The potential for AI in robo-advice is vast when considered through its delivery via mobile and digital platforms, opening it up to a greater pool of retail investors than seen to date. For traditional robo-advice solutions, AI could mean intelligently evaluating all current assets and holdings, assessing this alongside preferences for asset allocation and investment return expectations, but also evaluating the extent to which investment bias has affected past decisions for each individual investor. All of this could be used by a machine to completely customise a client’s solution all the way down to their individual set of circumstances, perspectives and preferences and map that against their past investment rationale and financial outlook moving forward.
Can a machine provide more ethical and timely advice than a human?
Allowing for the broader adoption of artificial intelligence in new and compelling ways, robo-advice technology can mean a very large structural shift in terms of the costs of the supply chain of advice. Yet there are real ethical concerns that must be considered.
While speed of delivery is significantly reduced from hours to mere minutes, customers have time and again shown a natural preference for face-to-face advice. Examining the rise of AI in other industries (such as autonomous vehicles) suggests that it’s not always clear whether a machine can make the right decision that acts in “the best interests of a client”. Doing so within financial advice requires empathy for a client’s situation, assessing their priorities and ensuring they meet their goals, as well as understanding when a client may not be honestly offering up all the particulars regarding their financial situation – all of which requires the knowledge and assurance that comes with a human financial planner. Rather than competing with robo-advisors, human financial advisors can leverage AI to improve their efficiency by providing rapid access to tailored investment portfolios and enhance their overall interaction with a client.

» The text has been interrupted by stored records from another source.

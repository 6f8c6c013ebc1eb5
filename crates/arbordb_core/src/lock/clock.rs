//! Time sources for lock expiry.

use std::fmt::Debug;
use std::sync::atomic::{AtomicU64, Ordering};
use std::time::{Duration, SystemTime};

/// A source of wall-clock time.
pub trait Clock: Send + Sync + Debug {
    /// Returns the current time.
    fn now(&self) -> SystemTime;
}

/// The operating system clock.
#[derive(Debug, Clone, Copy, Default)]
pub struct SystemClock;

impl Clock for SystemClock {
    fn now(&self) -> SystemTime {
        SystemTime::now()
    }
}

/// A clock that only moves when told to.
#[derive(Debug)]
pub struct ManualClock {
    base: SystemTime,
    elapsed_ms: AtomicU64,
}

impl ManualClock {
    /// Creates a clock standing at `base`.
    #[must_use]
    pub const fn new(base: SystemTime) -> Self {
        Self {
            base,
            elapsed_ms: AtomicU64::new(0),
        }
    }

    /// Advances the clock.
    pub fn advance(&self, duration: Duration) {
        let millis = u64::try_from(duration.as_millis()).unwrap_or(u64::MAX);
        self.elapsed_ms.fetch_add(millis, Ordering::Relaxed);
    }
}

impl Default for ManualClock {
    fn default() -> Self {
        Self::new(SystemTime::UNIX_EPOCH)
    }
}

impl Clock for ManualClock {
    fn now(&self) -> SystemTime {
        self.base + Duration::from_millis(self.elapsed_ms.load(Ordering::Relaxed))
    }
}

Heightened customer expectations, automated experiences, newly wrought data alliances and a transformation of back-office operations all point to the universal disruptive challenge that artificial intelligence represents for traditional industry and retail super funds. As industry incumbents look to adapt, the future looks promising for the next generation coming through that have truly embraced AI and have sought to use it as their compelling point of difference.